WHAT YOU NEED TO DO: Please state how many lines of the data below contain the word "while", offering nothing besides the number.

PROVIDED MATERIAL:
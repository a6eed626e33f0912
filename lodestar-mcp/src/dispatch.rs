//! Dispatch shell: argument validation, id lookup and envelope shaping for
//! the research operations.
//!
//! Every tool operation reduces to the same skeleton: validate the inputs,
//! resolve the research id if one is involved, call into the
//! [`ResearchService`], and fold the outcome into an [`Envelope`]. Nothing
//! here returns a protocol error; every call ends in exactly one envelope.

use lodestar_core::prompt;
use lodestar_core::types::summarize_sources;
use lodestar_core::{ProgressSender, ResearchMode, ResearchService, ResearchUnit};
use serde_json::{json, Map, Value};
use tracing::{debug, warn};
use uuid::Uuid;

use crate::envelope::{DispatchError, Envelope, Operation};

type Args = Map<String, Value>;

/// Routes operations to the research service.
#[derive(Debug, Clone)]
pub struct Dispatcher {
    service: ResearchService,
}

impl Dispatcher {
    pub fn new(service: ResearchService) -> Self {
        Self { service }
    }

    pub fn service(&self) -> &ResearchService {
        &self.service
    }

    /// Run a tool operation. `progress` is only consulted by `deep_research`.
    pub async fn call_tool(
        &self,
        operation: Operation,
        arguments: &Value,
        progress: Option<ProgressSender>,
    ) -> Envelope {
        debug!(operation = %operation, "Dispatching tool call");
        let result = match as_args(arguments) {
            Ok(args) => match operation {
                Operation::DeepResearch => self.deep_research(args, progress).await,
                Operation::QuickSearch => self.quick_search(args).await,
                Operation::WriteReport => self.write_report(args).await,
                Operation::GetResearchSources => self.get_research_sources(args),
                Operation::GetResearchContext => self.get_research_context(args),
                Operation::ResearchResource | Operation::ResearchQuery => Err(
                    DispatchError::invalid_input("name", format!("'{operation}' is not a tool")),
                ),
            },
            Err(e) => Err(e),
        };

        if let Err(err) = &result {
            warn!(operation = %operation, kind = ?err.kind(), error = %err, "Operation failed");
        }
        Envelope::from_result(operation, result)
    }

    async fn deep_research(
        &self,
        args: &Args,
        progress: Option<ProgressSender>,
    ) -> Result<Value, DispatchError> {
        let query = required_str(args, "query")?;
        let deep = optional_bool(args, "deep")?;
        let unit = self
            .service
            .deep_research(query, ResearchMode::from_deep(deep), progress)
            .await?;

        Ok(json!({
            "research_id": unit.id.to_string(),
            "query": unit.query,
            "source_count": unit.sources.len(),
            "context": unit.context,
            "sources": summarize_sources(&unit.sources),
            "source_urls": unit.source_urls,
        }))
    }

    async fn quick_search(&self, args: &Args) -> Result<Value, DispatchError> {
        let query = required_str(args, "query")?;
        let unit = self.service.quick_search(query).await?;

        Ok(json!({
            "search_id": unit.id.to_string(),
            "query": unit.query,
            "result_count": unit.search_results.len(),
            "search_results": unit.search_results,
        }))
    }

    async fn write_report(&self, args: &Args) -> Result<Value, DispatchError> {
        let id = self.lookup(args)?.id;
        let custom_prompt = optional_str(args, "custom_prompt")?;
        let unit = self.service.write_report(&id, custom_prompt).await?;

        Ok(json!({
            "report": unit.report.unwrap_or_default(),
            "source_count": unit.sources.len(),
            "costs": unit.costs,
        }))
    }

    fn get_research_sources(&self, args: &Args) -> Result<Value, DispatchError> {
        let unit = self.lookup(args)?;
        Ok(json!({
            "sources": summarize_sources(&unit.sources),
            "source_urls": unit.source_urls,
        }))
    }

    fn get_research_context(&self, args: &Args) -> Result<Value, DispatchError> {
        let unit = self.lookup(args)?;
        Ok(json!({ "context": unit.context }))
    }

    /// Resolve `research_id`. Malformed and unknown ids are both "not found".
    fn lookup(&self, args: &Args) -> Result<ResearchUnit, DispatchError> {
        let raw = required_str(args, "research_id")?;
        let id = Uuid::parse_str(raw.trim()).map_err(|_| DispatchError::SessionNotFound {
            id: raw.to_string(),
        })?;
        Ok(self.service.unit(&id)?)
    }

    /// Read `research://{topic}`: cached formatted context, researching on a
    /// miss. Failures come back as plain text and are not cached.
    pub async fn research_resource(&self, topic: &str) -> String {
        match self.service.research_topic(topic).await {
            Ok(entry) => entry.formatted_context.clone(),
            Err(e) => {
                warn!(topic, error = %e, "Topic research failed");
                format!("Error conducting research on '{topic}': {e}")
            }
        }
    }

    /// Render the `research_query` prompt.
    pub fn research_query(&self, arguments: &Value) -> Result<String, DispatchError> {
        let args = as_args(arguments)?;
        let topic = required_str(args, "topic")?;
        let goal = required_str(args, "goal")?;
        let report_format = optional_str(args, "report_format")?;
        Ok(prompt::research_query(topic, goal, report_format))
    }
}

static EMPTY_ARGS: std::sync::LazyLock<Args> = std::sync::LazyLock::new(Map::new);

fn as_args(arguments: &Value) -> Result<&Args, DispatchError> {
    match arguments {
        Value::Object(map) => Ok(map),
        Value::Null => Ok(&EMPTY_ARGS),
        _ => Err(DispatchError::invalid_input(
            "arguments",
            "expected an object",
        )),
    }
}

/// A present, string-typed, non-blank argument.
fn required_str<'a>(args: &'a Args, field: &str) -> Result<&'a str, DispatchError> {
    match args.get(field) {
        None | Some(Value::Null) => Err(DispatchError::invalid_input(field, "is required")),
        Some(Value::String(s)) if s.trim().is_empty() => {
            Err(DispatchError::invalid_input(field, "must not be blank"))
        }
        Some(Value::String(s)) => Ok(s),
        Some(_) => Err(DispatchError::invalid_input(field, "must be a string")),
    }
}

/// An optional string argument. Absent, null and blank all read as `None`.
fn optional_str<'a>(args: &'a Args, field: &str) -> Result<Option<&'a str>, DispatchError> {
    match args.get(field) {
        None | Some(Value::Null) => Ok(None),
        Some(Value::String(s)) if s.trim().is_empty() => Ok(None),
        Some(Value::String(s)) => Ok(Some(s)),
        Some(_) => Err(DispatchError::invalid_input(field, "must be a string")),
    }
}

/// An optional boolean argument defaulting to `false`.
fn optional_bool(args: &Args, field: &str) -> Result<bool, DispatchError> {
    match args.get(field) {
        None | Some(Value::Null) => Ok(false),
        Some(Value::Bool(b)) => Ok(*b),
        Some(_) => Err(DispatchError::invalid_input(field, "must be a boolean")),
    }
}

#[cfg(test)]
mod tests {
    use super::*;
    use crate::envelope::ErrorKind;
    use lodestar_core::types::Source;
    use lodestar_core::StaticEngine;
    use std::sync::Arc;

    fn dispatcher() -> (Dispatcher, Arc<StaticEngine>) {
        let engine = Arc::new(StaticEngine::new(
            "CPI rose 3.1% over the year.",
            vec![Source::new("BLS Report", "https://bls.gov/x", "CPI tables")],
        ));
        (
            Dispatcher::new(ResearchService::new(engine.clone())),
            engine,
        )
    }

    fn error_kind(env: &Envelope) -> ErrorKind {
        env.error.as_ref().unwrap().kind
    }

    #[tokio::test]
    async fn test_deep_research_data_fields() {
        let (dispatcher, _) = dispatcher();
        let env = dispatcher
            .call_tool(
                Operation::DeepResearch,
                &json!({"query": "current US inflation rate", "deep": false}),
                None,
            )
            .await;
        assert!(env.success);
        let data = env.data.unwrap();
        assert_eq!(data["source_count"], 1);
        assert_eq!(data["source_urls"], json!(["https://bls.gov/x"]));
        assert_eq!(data["sources"][0]["title"], "BLS Report");
        assert_eq!(data["sources"][0]["content_length"], 10);
        assert!(Uuid::parse_str(data["research_id"].as_str().unwrap()).is_ok());
    }

    #[tokio::test]
    async fn test_deep_defaults_to_false() {
        let (dispatcher, _) = dispatcher();
        let env = dispatcher
            .call_tool(Operation::DeepResearch, &json!({"query": "q"}), None)
            .await;
        assert!(env.success);
    }

    #[tokio::test]
    async fn test_invalid_inputs() {
        let (dispatcher, engine) = dispatcher();
        for args in [
            json!({}),
            json!({"query": ""}),
            json!({"query": "   "}),
            json!({"query": 42}),
            json!({"query": "q", "deep": "yes"}),
            json!(["q"]),
        ] {
            let env = dispatcher
                .call_tool(Operation::DeepResearch, &args, None)
                .await;
            assert!(!env.success, "{args}");
            assert_eq!(error_kind(&env), ErrorKind::InvalidInput);
        }
        assert_eq!(engine.research_calls(), 0);
    }

    #[tokio::test]
    async fn test_unknown_and_malformed_ids() {
        let (dispatcher, _) = dispatcher();
        let unknown = Uuid::new_v4().to_string();
        for op in [
            Operation::WriteReport,
            Operation::GetResearchSources,
            Operation::GetResearchContext,
        ] {
            for id in [unknown.as_str(), "not-a-uuid"] {
                let env = dispatcher
                    .call_tool(op, &json!({"research_id": id}), None)
                    .await;
                let error = env.error.unwrap();
                assert_eq!(error.kind, ErrorKind::SessionNotFound);
                assert_eq!(error.operation, op);
                assert!(error.message.contains(id));
            }
        }
    }

    #[tokio::test]
    async fn test_follow_up_operations() {
        let (dispatcher, _) = dispatcher();
        let env = dispatcher
            .call_tool(Operation::DeepResearch, &json!({"query": "inflation"}), None)
            .await;
        let id = env.data.unwrap()["research_id"].clone();

        let env = dispatcher
            .call_tool(Operation::GetResearchContext, &json!({"research_id": id}), None)
            .await;
        assert_eq!(env.data.unwrap()["context"], "CPI rose 3.1% over the year.");

        let env = dispatcher
            .call_tool(Operation::GetResearchSources, &json!({"research_id": id}), None)
            .await;
        assert_eq!(env.data.unwrap()["source_urls"], json!(["https://bls.gov/x"]));

        let env = dispatcher
            .call_tool(
                Operation::WriteReport,
                &json!({"research_id": id, "custom_prompt": null}),
                None,
            )
            .await;
        let data = env.data.unwrap();
        assert!(data["report"].as_str().unwrap().starts_with("# inflation"));
        assert_eq!(data["source_count"], 1);
    }

    #[tokio::test]
    async fn test_engine_failure_envelope() {
        let engine = Arc::new(StaticEngine::offline().failing("search provider unavailable"));
        let dispatcher = Dispatcher::new(ResearchService::new(engine));
        let env = dispatcher
            .call_tool(Operation::QuickSearch, &json!({"query": "q"}), None)
            .await;
        let error = env.error.unwrap();
        assert_eq!(error.kind, ErrorKind::EngineError);
        assert_eq!(error.operation, Operation::QuickSearch);
        assert_eq!(error.message, "search provider unavailable");
    }

    #[tokio::test]
    async fn test_report_engine_failure_envelope() {
        let engine = Arc::new(
            StaticEngine::new("CPI rose 3.1%.", vec![])
                .with_costs(0.01)
                .failing_reports("report writer rate limited (429)"),
        );
        let dispatcher = Dispatcher::new(ResearchService::new(engine));
        let env = dispatcher
            .call_tool(Operation::DeepResearch, &json!({"query": "inflation"}), None)
            .await;
        let id = env.data.unwrap()["research_id"].as_str().unwrap().to_string();

        let env = dispatcher
            .call_tool(Operation::WriteReport, &json!({"research_id": id}), None)
            .await;
        assert!(!env.success);
        let error = env.error.unwrap();
        assert_eq!(error.kind, ErrorKind::EngineError);
        assert_eq!(error.operation, Operation::WriteReport);
        assert_eq!(error.message, "report writer rate limited (429)");

        let unit = dispatcher
            .service()
            .unit(&Uuid::parse_str(&id).unwrap())
            .unwrap();
        assert!(unit.report.is_none());
        assert!((unit.costs - 0.01).abs() < 1e-9);
    }

    #[tokio::test]
    async fn test_research_resource_failure_text() {
        let engine = Arc::new(StaticEngine::offline().failing("timeout"));
        let dispatcher = Dispatcher::new(ResearchService::new(engine));
        let text = dispatcher.research_resource("volcanoes").await;
        assert_eq!(text, "Error conducting research on 'volcanoes': timeout");
        assert!(dispatcher.service().cache().is_empty());
    }

    #[test]
    fn test_research_query_prompt() {
        let (dispatcher, _) = dispatcher();
        let prompt = dispatcher
            .research_query(&json!({"topic": "tides", "goal": "explain neap tides"}))
            .unwrap();
        assert!(prompt.contains("tides"));
        assert!(prompt.contains("research_report"));

        let err = dispatcher.research_query(&json!({"topic": "tides"})).unwrap_err();
        assert_eq!(err.kind(), ErrorKind::InvalidInput);
    }
}
#[cfg(test)]
mod tests {
    use super::*;
    use crate::error::EngineError;
    use crate::progress::{progress_channel, Progress};
    use crate::types::Source;

    fn inflation_engine() -> Arc<StaticEngine> {
        Arc::new(
            StaticEngine::new(
                "CPI rose 3.1% year over year.",
                vec![Source::new("BLS Report", "https://bls.gov/x", "CPI data")],
            )
            .with_costs(0.01),
        )
    }

    #[tokio::test]
    async fn test_deep_research_completes_and_caches() {
        let engine = inflation_engine();
        let service = ResearchService::new(engine.clone());

        let unit = service
            .deep_research("current US inflation rate", ResearchMode::ResearchReport, None)
            .await
            .unwrap();
        assert_eq!(unit.state, UnitState::Completed);
        assert_eq!(unit.source_urls, vec!["https://bls.gov/x"]);

        let entry = service.research_topic("current US inflation rate").await.unwrap();
        assert!(entry.formatted_context.contains("CPI rose 3.1%"));
        assert!(entry.formatted_context.contains("https://bls.gov/x"));
        assert_eq!(engine.research_calls(), 1);
    }

    #[tokio::test]
    async fn test_failed_research_is_recorded_not_cached() {
        let engine = Arc::new(StaticEngine::new("ctx", vec![]).failing("quota exceeded"));
        let service = ResearchService::new(engine);

        let err = service
            .deep_research("q", ResearchMode::DeepResearch, None)
            .await
            .unwrap_err();
        assert_eq!(err, ServiceError::Engine(EngineError::new("quota exceeded")));
        assert!(service.cache().lookup("q").is_none());

        let ids = service.registry().ids();
        assert_eq!(ids.len(), 1);
        let unit = service.unit(&ids[0]).unwrap();
        assert_eq!(unit.state, UnitState::Failed);
        assert_eq!(unit.error.as_deref(), Some("quota exceeded"));
    }

    #[tokio::test]
    async fn test_topic_cache_is_idempotent() {
        let engine = inflation_engine();
        let service = ResearchService::new(engine.clone());

        let first = service.research_topic("tides").await.unwrap();
        let second = service.research_topic("tides").await.unwrap();
        assert_eq!(first.formatted_context, second.formatted_context);
        assert_eq!(engine.research_calls(), 1);

        // Keys are exact.
        service.research_topic("Tides").await.unwrap();
        assert_eq!(engine.research_calls(), 2);
    }

    #[tokio::test]
    async fn test_topic_failure_is_not_cached() {
        let service = ResearchService::new(Arc::new(StaticEngine::offline().failing("down")));
        assert!(service.research_topic("t").await.is_err());
        assert!(service.cache().is_empty());
        assert!(service.registry().is_empty());
    }

    #[tokio::test]
    async fn test_write_report_accumulates_costs() {
        let service = ResearchService::new(inflation_engine());
        let unit = service
            .deep_research("inflation", ResearchMode::ResearchReport, None)
            .await
            .unwrap();

        let reported = service
            .write_report(&unit.id, Some("focus on housing"))
            .await
            .unwrap();
        let report = reported.report.unwrap();
        assert!(report.contains("focus on housing"));
        assert!(report.contains("https://bls.gov/x"));
        assert!((reported.costs - 0.02).abs() < 1e-9);

        // The cached copy is unaffected by the report.
        let entry = service.cache().lookup("inflation").unwrap();
        assert!(!entry.formatted_context.contains("focus on housing"));
    }

    #[tokio::test]
    async fn test_report_failure_leaves_unit_untouched() {
        let engine = Arc::new(
            StaticEngine::new("CPI rose 3.1%.", vec![])
                .with_costs(0.01)
                .failing_reports("report model unavailable"),
        );
        let service = ResearchService::new(engine.clone());
        let unit = service
            .deep_research("inflation", ResearchMode::ResearchReport, None)
            .await
            .unwrap();

        let err = service.write_report(&unit.id, None).await.unwrap_err();
        assert_eq!(
            err,
            ServiceError::Engine(EngineError::new("report model unavailable"))
        );
        assert_eq!(engine.report_calls(), 1);

        let after = service.unit(&unit.id).unwrap();
        assert_eq!(after.state, UnitState::Completed);
        assert!(after.report.is_none());
        assert!((after.costs - 0.01).abs() < 1e-9);
    }

    #[tokio::test]
    async fn test_write_report_on_running_unit() {
        let (engine, gate) = StaticEngine::new("ctx", vec![]).stalled();
        let service = ResearchService::new(Arc::new(engine));

        let research = {
            let service = service.clone();
            tokio::spawn(async move {
                service
                    .deep_research("slow", ResearchMode::ResearchReport, None)
                    .await
            })
        };

        let id = loop {
            if let Some(id) = service.registry().ids().first().copied() {
                break id;
            }
            tokio::task::yield_now().await;
        };
        while service.registry().state(&id).unwrap() != UnitState::Running {
            tokio::task::yield_now().await;
        }

        let err = service.write_report(&id, None).await.unwrap_err();
        assert!(matches!(
            err,
            ServiceError::Registry(RegistryError::InvalidState {
                state: UnitState::Running,
                ..
            })
        ));
        assert!(service.unit(&id).unwrap().report.is_none());

        gate.release();
        research.await.unwrap().unwrap();
        assert!(service.write_report(&id, None).await.is_ok());
    }

    #[tokio::test]
    async fn test_quick_search_is_reportable() {
        let engine = StaticEngine::offline().with_search_results(vec![crate::types::SearchResult {
            title: "Rust".into(),
            url: "https://rust-lang.org".into(),
            snippet: "A language empowering everyone".into(),
        }]);
        let service = ResearchService::new(Arc::new(engine));

        let unit = service.quick_search("rust").await.unwrap();
        assert_eq!(unit.mode, ResearchMode::QuickSearch);
        assert_eq!(unit.search_results.len(), 1);
        assert!(service.cache().lookup("rust").is_none());

        let reported = service.write_report(&unit.id, None).await.unwrap();
        assert!(reported.report.unwrap().contains("https://rust-lang.org"));
    }

    #[tokio::test]
    async fn test_progress_flows_through() {
        let engine = StaticEngine::new("ctx", vec![])
            .with_progress(vec![Progress::new(1, 3, None), Progress::new(3, 3, None)]);
        let service = ResearchService::new(Arc::new(engine));
        let (tx, mut rx) = progress_channel(8);

        service
            .deep_research("q", ResearchMode::DeepResearch, Some(tx))
            .await
            .unwrap();
        assert_eq!(rx.recv().await.unwrap().completed, 1);
        assert_eq!(rx.recv().await.unwrap().completed, 3);
        assert!(rx.recv().await.is_none());
    }

    #[tokio::test]
    async fn test_unknown_unit() {
        let service = ResearchService::new(inflation_engine());
        let id = Uuid::new_v4();
        assert_eq!(
            service.write_report(&id, None).await.unwrap_err(),
            ServiceError::Registry(RegistryError::NotFound { id })
        );
    }

    #[test]
    fn test_from_config_stub() {
        let mut config = LodestarConfig::default();
        config.engine.kind = EngineKind::Stub;
        config.registry.max_sessions = 4;
        let service = ResearchService::from_config(&config).unwrap();
        assert_eq!(service.engine().name(), "static");
    }

    #[test]
    fn test_from_config_rejects_out_of_range_ttl() {
        let dir = tempfile::TempDir::new().unwrap();
        let config_dir = dir.path().join(".lodestar");
        std::fs::create_dir_all(&config_dir).unwrap();
        std::fs::write(
            config_dir.join("config.toml"),
            "[engine]\nkind = \"stub\"\n\n[cache]\nttl_secs = 10000000000000000\n",
        )
        .unwrap();

        let config = crate::config::load_config(Some(dir.path()), None).unwrap();
        match ResearchService::from_config(&config).unwrap_err() {
            ConfigError::Invalid { field, .. } => assert_eq!(field, "cache.ttl_secs"),
            other => panic!("unexpected error: {other}"),
        }
    }

    #[test]
    fn test_from_config_requires_credential() {
        let mut config = LodestarConfig::default();
        config.engine.api_key_env = "LODESTAR_TEST_UNSET_KEY_91C2".into();
        assert!(matches!(
            ResearchService::from_config(&config).unwrap_err(),
            ConfigError::MissingCredential { .. }
        ));
    }
}
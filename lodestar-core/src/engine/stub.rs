//! Deterministic engine returning canned findings.
//!
//! Counts every call, can emit a scripted sequence of progress events, can be
//! forced to fail, and can be held open with a [`StallGate`] to observe units
//! while they are still running.

use std::sync::atomic::{AtomicUsize, Ordering};

use async_trait::async_trait;
use tokio::sync::watch;
use tracing::debug;

use super::ResearchEngine;
use crate::error::EngineError;
use crate::progress::{Progress, ProgressSender};
use crate::types::{Findings, Report, ResearchMode, ResearchUnit, SearchResult, Source};

/// Releases every call blocked on a stalled [`StaticEngine`].
#[derive(Debug)]
pub struct StallGate {
    tx: watch::Sender<bool>,
}

impl StallGate {
    pub fn release(&self) {
        let _ = self.tx.send(true);
    }
}

/// Canned-answer research engine.
pub struct StaticEngine {
    context: String,
    sources: Vec<Source>,
    search_results: Vec<SearchResult>,
    progress: Vec<Progress>,
    costs: f64,
    failure: Option<String>,
    report_failure: Option<String>,
    stall: Option<watch::Receiver<bool>>,
    research_calls: AtomicUsize,
    search_calls: AtomicUsize,
    report_calls: AtomicUsize,
}

impl StaticEngine {
    pub fn new(context: impl Into<String>, sources: Vec<Source>) -> Self {
        Self {
            context: context.into(),
            sources,
            search_results: Vec::new(),
            progress: Vec::new(),
            costs: 0.0,
            failure: None,
            report_failure: None,
            stall: None,
            research_calls: AtomicUsize::new(0),
            search_calls: AtomicUsize::new(0),
            report_calls: AtomicUsize::new(0),
        }
    }

    /// Engine used by `engine.kind = "stub"`: echoes the query back as evidence.
    pub fn offline() -> Self {
        Self::new(String::new(), Vec::new())
    }

    pub fn with_search_results(mut self, results: Vec<SearchResult>) -> Self {
        self.search_results = results;
        self
    }

    pub fn with_progress(mut self, steps: Vec<Progress>) -> Self {
        self.progress = steps;
        self
    }

    /// Cost charged per research and report call.
    pub fn with_costs(mut self, costs: f64) -> Self {
        self.costs = costs;
        self
    }

    /// Make every call fail with `message`.
    pub fn failing(mut self, message: impl Into<String>) -> Self {
        self.failure = Some(message.into());
        self
    }

    /// Make only `write_report` fail with `message`; research still succeeds.
    pub fn failing_reports(mut self, message: impl Into<String>) -> Self {
        self.report_failure = Some(message.into());
        self
    }

    /// Block every research and search call until the returned gate is released.
    pub fn stalled(mut self) -> (Self, StallGate) {
        let (tx, rx) = watch::channel(false);
        self.stall = Some(rx);
        (self, StallGate { tx })
    }

    pub fn research_calls(&self) -> usize {
        self.research_calls.load(Ordering::SeqCst)
    }

    pub fn search_calls(&self) -> usize {
        self.search_calls.load(Ordering::SeqCst)
    }

    pub fn report_calls(&self) -> usize {
        self.report_calls.load(Ordering::SeqCst)
    }

    async fn wait_for_release(&self) {
        if let Some(rx) = &self.stall {
            let mut rx = rx.clone();
            // An error means the gate was dropped, which also releases us.
            let _ = rx.wait_for(|released| *released).await;
        }
    }

    fn check_failure(&self) -> Result<(), EngineError> {
        match &self.failure {
            Some(message) => Err(EngineError::new(message.clone())),
            None => Ok(()),
        }
    }
}

#[async_trait]
impl ResearchEngine for StaticEngine {
    fn name(&self) -> &str {
        "static"
    }

    async fn conduct_research(
        &self,
        query: &str,
        mode: ResearchMode,
        progress: Option<ProgressSender>,
    ) -> Result<Findings, EngineError> {
        self.research_calls.fetch_add(1, Ordering::SeqCst);
        debug!(query, mode = %mode, "Static engine research");

        if let Some(tx) = &progress {
            for step in &self.progress {
                if !tx.report(step.clone()).await {
                    break;
                }
            }
        }
        self.wait_for_release().await;
        self.check_failure()?;

        let context = if self.context.is_empty() {
            format!("Offline research notes for '{query}' ({mode}).")
        } else {
            self.context.clone()
        };
        Ok(Findings::new(context, self.sources.clone()).with_costs(self.costs))
    }

    async fn quick_search(&self, query: &str) -> Result<Vec<SearchResult>, EngineError> {
        self.search_calls.fetch_add(1, Ordering::SeqCst);
        debug!(query, "Static engine quick search");
        self.wait_for_release().await;
        self.check_failure()?;
        Ok(self.search_results.clone())
    }

    async fn write_report(
        &self,
        unit: &ResearchUnit,
        custom_prompt: Option<&str>,
    ) -> Result<Report, EngineError> {
        self.report_calls.fetch_add(1, Ordering::SeqCst);
        self.check_failure()?;
        if let Some(message) = &self.report_failure {
            return Err(EngineError::new(message.clone()));
        }

        let mut text = format!("# {}\n\n", unit.query);
        if let Some(prompt) = custom_prompt {
            text.push_str(&format!("_Focus: {prompt}_\n\n"));
        }
        text.push_str(&unit.context);
        if !unit.source_urls.is_empty() {
            text.push_str("\n\n## References\n");
            for url in &unit.source_urls {
                text.push_str(&format!("- {url}\n"));
            }
        }
        Ok(Report {
            text,
            costs: self.costs,
        })
    }
}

RESPONSE FOR THIS EXERCISE: 2